## Exercise prompt
Please return every line in the following data that includes the string "save".

------ Dataset

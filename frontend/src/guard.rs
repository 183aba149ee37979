use crate::router::Route;
use crate::session::{Session, SessionStore};

#[derive(Debug, PartialEq)]
pub enum Guard {
    Allow(Session),
    Redirect(Route),
}

/// Decides whether a protected view may be built, evaluated on every render.
pub fn require_session(store: &SessionStore) -> Guard {
    match store.read() {
        Some(session) => Guard::Allow(session),
        None => Guard::Redirect(Route::Login),
    }
}
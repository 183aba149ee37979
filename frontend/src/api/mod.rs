//! Typed access to the student API.

mod transport;

pub use transport::{ApiRequest, Body, GlooTransport, Method, RawResponse, Transport, TransportError};

use std::rc::Rc;

use interfacing::{
    ErrorBody, LoginForm, LoginResponse, PercentageRange, RegistrationForm, Student, StudentId,
    StudentPayload,
};
use serde::{de::DeserializeOwned, Serialize};
use url::form_urlencoded;

use crate::conf::ApiConf;
use crate::session::SessionStore;

pub const GENERIC_FAILURE: &str = "Something went wrong. Please try again.";

#[derive(thiserror::Error, Debug)]
pub enum ApiError {
    #[error("Unauthorized")]
    Unauthorized { detail: Option<String> },

    #[error("Request rejected with status {status}")]
    Rejected { status: u16, detail: Option<String> },

    #[error("Request error")]
    Transport(#[source] TransportError),

    #[error("Parse error")]
    Parse(#[source] serde_json::Error),
}

impl ApiError {
    pub fn is_unauthorized(&self) -> bool {
        matches!(self, Self::Unauthorized { .. })
    }

    pub fn detail(&self) -> Option<&str> {
        match self {
            Self::Unauthorized { detail } | Self::Rejected { detail, .. } => detail.as_deref(),
            _ => None,
        }
    }

    /// Text shown to the admin: the server's own message when it sent one.
    pub fn user_message(&self, fallback: &str) -> String {
        match self {
            Self::Transport(_) => GENERIC_FAILURE.to_owned(),
            _ => self.detail().unwrap_or(fallback).to_owned(),
        }
    }
}

#[derive(Clone, Copy, Debug, PartialEq, Eq)]
enum Auth {
    Bearer,
    Anonymous,
}

#[derive(Clone, derivative::Derivative)]
#[derivative(Debug, PartialEq)]
pub struct ApiClient {
    conf: Rc<ApiConf>,
    session: SessionStore,
    #[derivative(Debug = "ignore", PartialEq(compare_with = "Rc::ptr_eq"))]
    transport: Rc<dyn Transport>,
}

impl ApiClient {
    pub fn new(conf: ApiConf, session: SessionStore, transport: Rc<dyn Transport>) -> Self {
        Self {
            conf: Rc::new(conf),
            session,
            transport,
        }
    }

    pub async fn get<T: DeserializeOwned>(&self, path: &str) -> Result<T, ApiError> {
        let body = self.send(Method::Get, path, Body::Empty, Auth::Bearer).await?;
        parse(&body)
    }

    pub async fn post<B, T>(&self, path: &str, body: &B) -> Result<T, ApiError>
    where
        B: Serialize + ?Sized,
        T: DeserializeOwned,
    {
        let body = self.send(Method::Post, path, json(body)?, Auth::Bearer).await?;
        parse(&body)
    }

    // update answers are not read back, the view leaves for the dashboard
    pub async fn put<B>(&self, path: &str, body: &B) -> Result<(), ApiError>
    where
        B: Serialize + ?Sized,
    {
        self.send(Method::Put, path, json(body)?, Auth::Bearer)
            .await
            .map(|_| ())
    }

    // delete answers vary between an empty body and a message, neither is needed
    pub async fn delete(&self, path: &str) -> Result<(), ApiError> {
        self.send(Method::Delete, path, Body::Empty, Auth::Bearer)
            .await
            .map(|_| ())
    }

    pub async fn login(&self, form: &LoginForm) -> Result<LoginResponse, ApiError> {
        let encoded = form_urlencoded::Serializer::new(String::new())
            .extend_pairs(form.form_pairs())
            .finish();

        let body = self
            .send(Method::Post, "login", Body::Form(encoded), Auth::Anonymous)
            .await?;
        parse(&body)
    }

    pub async fn register(&self, form: &RegistrationForm) -> Result<(), ApiError> {
        self.send(Method::Post, "admin", json(form)?, Auth::Anonymous)
            .await
            .map(|_| ())
    }

    pub async fn students(&self) -> Result<Vec<Student>, ApiError> {
        self.get("student/all").await
    }

    pub async fn student(&self, id: StudentId) -> Result<Student, ApiError> {
        self.get(&format!("student/{}", id)).await
    }

    pub async fn create_student(&self, payload: &StudentPayload) -> Result<Student, ApiError> {
        self.post("student", payload).await
    }

    pub async fn update_student(
        &self,
        id: StudentId,
        payload: &StudentPayload,
    ) -> Result<(), ApiError> {
        self.put(&format!("student/update/{}", id), payload).await
    }

    pub async fn delete_student(&self, id: StudentId) -> Result<(), ApiError> {
        self.delete(&format!("student/delete/{}", id)).await
    }

    pub async fn percentage_ranges(&self) -> Result<Vec<PercentageRange>, ApiError> {
        self.get("percentage/").await
    }

    async fn send(
        &self,
        method: Method,
        path: &str,
        body: Body,
        auth: Auth,
    ) -> Result<String, ApiError> {
        let bearer = match auth {
            Auth::Bearer => self.session.read().map(|session| session.token),
            Auth::Anonymous => None,
        };

        let request = ApiRequest {
            method,
            url: self.conf.endpoint(path),
            bearer,
            body,
        };

        log::debug!("{} {}", method, request.url);

        let response = self.transport.send(request).await.map_err(|e| {
            log::error!("{} {} failed: {}", method, path, e);
            ApiError::Transport(e)
        })?;

        log::debug!("{} {} status {}", method, path, response.status);

        classify(response)
    }
}

/// Splits a response into its success body or the matching [`ApiError`].
pub fn classify(response: RawResponse) -> Result<String, ApiError> {
    if response.is_success() {
        return Ok(response.body);
    }

    let detail = serde_json::from_str::<ErrorBody>(&response.body)
        .ok()
        .and_then(|body| body.message());

    match response.status {
        401 => Err(ApiError::Unauthorized { detail }),
        status => {
            log::warn!("request rejected with status {}: {:?}", status, detail);
            Err(ApiError::Rejected { status, detail })
        }
    }
}

fn json<B: Serialize + ?Sized>(body: &B) -> Result<Body, ApiError> {
    serde_json::to_string(body)
        .map(Body::Json)
        .map_err(ApiError::Parse)
}

fn parse<T: DeserializeOwned>(body: &str) -> Result<T, ApiError> {
    serde_json::from_str(body).map_err(ApiError::Parse)
}

#[cfg(test)]
mod tests {
    use super::*;
    use crate::testing::{TestBed, LOGIN_OK};
    use claim::*;
    use futures::executor::block_on;
    use secrecy::{ExposeSecret, SecretString};

    fn response(status: u16, body: &str) -> RawResponse {
        RawResponse {
            status,
            body: body.to_owned(),
        }
    }

    #[test]
    fn classifies_statuses() {
        assert_eq!(assert_ok!(classify(response(201, "{}"))), "{}");

        let unauthorized = assert_err!(classify(response(401, r#"{"detail":"Not authenticated"}"#)));
        assert!(unauthorized.is_unauthorized());
        assert_eq!(unauthorized.detail(), Some("Not authenticated"));

        let rejected = assert_err!(classify(response(500, "<html>oops</html>")));
        assert_matches!(rejected, ApiError::Rejected { status: 500, detail: None });
        assert_eq!(rejected.user_message("Failed to save student"), "Failed to save student");
    }

    #[test]
    fn transport_failures_use_the_generic_message() {
        let error = ApiError::Transport(TransportError("NetworkError".into()));
        assert_eq!(error.user_message("Failed to delete student"), GENERIC_FAILURE);
    }

    #[test]
    fn bearer_is_attached_when_signed_in() {
        let bed = TestBed::signed_in();
        bed.transport.reply(200, "[]");

        assert_ok!(block_on(bed.services.api.percentage_ranges()));

        let request = bed.transport.last_request();
        assert_eq!(request.method, Method::Get);
        assert_eq!(request.url, "http://api.test/percentage/");
        assert_eq!(
            request.bearer.as_ref().map(|token| token.expose_secret().as_str()),
            Some("abc")
        );
    }

    #[test]
    fn no_bearer_without_session() {
        let bed = TestBed::signed_out();
        bed.transport.reply(401, r#"{"detail":"Not authenticated"}"#);

        let error = assert_err!(block_on(bed.services.api.students()));

        assert!(error.is_unauthorized());
        assert_none!(bed.transport.last_request().bearer);
    }

    #[test]
    fn login_is_form_encoded_and_anonymous() {
        let bed = TestBed::signed_in();
        bed.transport.reply(200, LOGIN_OK);

        let form = LoginForm {
            username: "ad min".into(),
            password: SecretString::new("s&cret".into()),
        };
        let response = assert_ok!(block_on(bed.services.api.login(&form)));

        assert_eq!(response.admin_id, "1");
        let request = bed.transport.last_request();
        assert_eq!(request.url, "http://api.test/login");
        assert_eq!(request.body, Body::Form("username=ad+min&password=s%26cret".into()));
        assert_none!(request.bearer);
    }

    #[test]
    fn register_sends_json_without_bearer() {
        let bed = TestBed::signed_in();
        bed.transport.reply(200, r#"{"id":5,"username":"new"}"#);

        let form = RegistrationForm {
            username: "new".into(),
            email: "new@example.com".into(),
            password: SecretString::new("secret1".into()),
        };
        assert_ok!(block_on(bed.services.api.register(&form)));

        let request = bed.transport.last_request();
        assert_eq!(request.url, "http://api.test/admin");
        assert_none!(request.bearer);
        let Body::Json(json) = request.body else {
            panic!("expected a JSON body");
        };
        let json: serde_json::Value = serde_json::from_str(&json).unwrap();
        assert_eq!(json["password"], "secret1");
        assert_none!(json.get("confirm_password"));
    }

    #[test]
    fn undecodable_success_body_is_a_parse_error() {
        let bed = TestBed::signed_in();
        bed.transport.reply(200, "not json");

        assert_matches!(block_on(bed.services.api.students()), Err(ApiError::Parse(_)));
    }

    #[test]
    fn delete_ignores_the_response_body() {
        let bed = TestBed::signed_in();
        bed.transport.reply(204, "");

        assert_ok!(block_on(bed.services.api.delete_student(9)));
        let request = bed.transport.last_request();
        assert_eq!(request.method, Method::Delete);
        assert_eq!(request.url, "http://api.test/student/delete/9");
        assert_eq!(request.body, Body::Empty);
    }

    #[test]
    fn update_puts_json_and_ignores_the_answer() {
        let bed = TestBed::signed_in();
        bed.transport.reply(200, r#"{"message":"updated"}"#);

        let payload = StudentPayload {
            name: "Ada".into(),
            age: 21,
            address: "1 Main St".into(),
            is_active: false,
            percentage_range_id: 2,
            created_id: "1".into(),
        };
        assert_ok!(block_on(bed.services.api.update_student(3, &payload)));

        let request = bed.transport.last_request();
        assert_eq!(request.method, Method::Put);
        assert_eq!(request.url, "http://api.test/student/update/3");
        assert_some!(request.bearer);
        assert_matches!(request.body, Body::Json(_));
    }
}
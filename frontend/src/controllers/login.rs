use interfacing::LoginForm;

use super::Outcome;
use crate::api::GENERIC_FAILURE;
use crate::dialog::Notice;
use crate::router::Route;
use crate::services::Services;

pub const INVALID_CREDENTIALS: &str = "Invalid credentials!";

/// Signs in and tells where to go next.
pub async fn submit(services: &Services, form: &LoginForm) -> Outcome<Route> {
    log::info!("signing in as {}", form.username);

    let response = match services.api.login(form).await {
        Ok(response) => response,
        Err(e) => {
            let message = e.user_message(INVALID_CREDENTIALS);
            log::warn!("login failed: {}", e);
            services
                .dialogs
                .notify(Notice::error("Login Failed", message.clone()))
                .await;
            return Outcome::Failed(message);
        }
    };

    match services.session.save(
        &response.access_token,
        &response.admin_id,
        &response.username,
    ) {
        Ok(_) => Outcome::Done(Route::Dashboard),
        Err(e) => {
            log::error!("failed to keep the session: {}", e);
            services
                .dialogs
                .notify(Notice::error("Login Failed", GENERIC_FAILURE))
                .await;
            Outcome::Failed(GENERIC_FAILURE.to_owned())
        }
    }
}

#[cfg(test)]
mod tests {
    use super::*;
    use crate::dialog::Level;
    use crate::guard::{require_session, Guard};
    use crate::testing::{TestBed, LOGIN_OK};
    use claim::*;
    use futures::executor::block_on;
    use secrecy::{ExposeSecret, SecretString};
    use yew_router::Routable;

    fn form() -> LoginForm {
        LoginForm {
            username: "admin".into(),
            password: SecretString::new("secret".into()),
        }
    }

    #[test]
    fn valid_credentials_open_a_session_and_go_to_dashboard() {
        let bed = TestBed::signed_out();
        bed.transport.reply(200, LOGIN_OK);

        let outcome = block_on(submit(&bed.services, &form()));

        assert_eq!(outcome, Outcome::Done(Route::Dashboard));
        assert_eq!(Route::Dashboard.to_path(), "/dashboard");

        let session = assert_some!(bed.services.session.read());
        assert_eq!(session.token.expose_secret(), "abc");
        assert_eq!(session.admin_id, "1");
        assert_eq!(session.display_name, "admin");

        assert_matches!(require_session(&bed.services.session), Guard::Allow(_));
        assert!(bed.dialogs.notices().is_empty());
    }

    #[test]
    fn rejected_credentials_show_the_server_detail() {
        let bed = TestBed::signed_out();
        bed.transport
            .reply(401, r#"{"detail":"Incorrect username or password"}"#);

        let outcome = block_on(submit(&bed.services, &form()));

        assert_eq!(
            outcome,
            Outcome::Failed("Incorrect username or password".into())
        );
        assert_none!(bed.services.session.read());
        let notice = bed.dialogs.last_notice();
        assert_eq!(notice.level, Level::Error);
        assert_eq!(notice.title, "Login Failed");
    }

    #[test]
    fn any_other_failure_creates_no_session() {
        for status in [400, 403, 422, 500, 503] {
            let bed = TestBed::signed_out();
            bed.transport.reply(status, "");

            let outcome = block_on(submit(&bed.services, &form()));

            assert_eq!(outcome, Outcome::Failed(INVALID_CREDENTIALS.into()));
            assert_none!(bed.services.session.read());
        }
    }

    #[test]
    fn network_failure_shows_generic_message() {
        let bed = TestBed::signed_out();
        bed.transport.fail("NetworkError when attempting to fetch resource.");

        let outcome = block_on(submit(&bed.services, &form()));

        assert_eq!(outcome, Outcome::Failed(GENERIC_FAILURE.into()));
        assert_eq!(bed.dialogs.last_notice().text, GENERIC_FAILURE);
        assert_none!(bed.services.session.read());
    }

    #[test]
    fn session_write_failure_is_reported() {
        let bed = TestBed::signed_out();
        bed.persistence.fail_tab_writes();
        bed.transport.reply(200, LOGIN_OK);

        let outcome = block_on(submit(&bed.services, &form()));

        assert_eq!(outcome, Outcome::Failed(GENERIC_FAILURE.into()));
        assert_none!(bed.services.session.read());
    }
}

------------

## Response to the exercise
        assert_eq!(rejected.user_message("Failed to save student"), "Failed to save student");
    match services.session.save(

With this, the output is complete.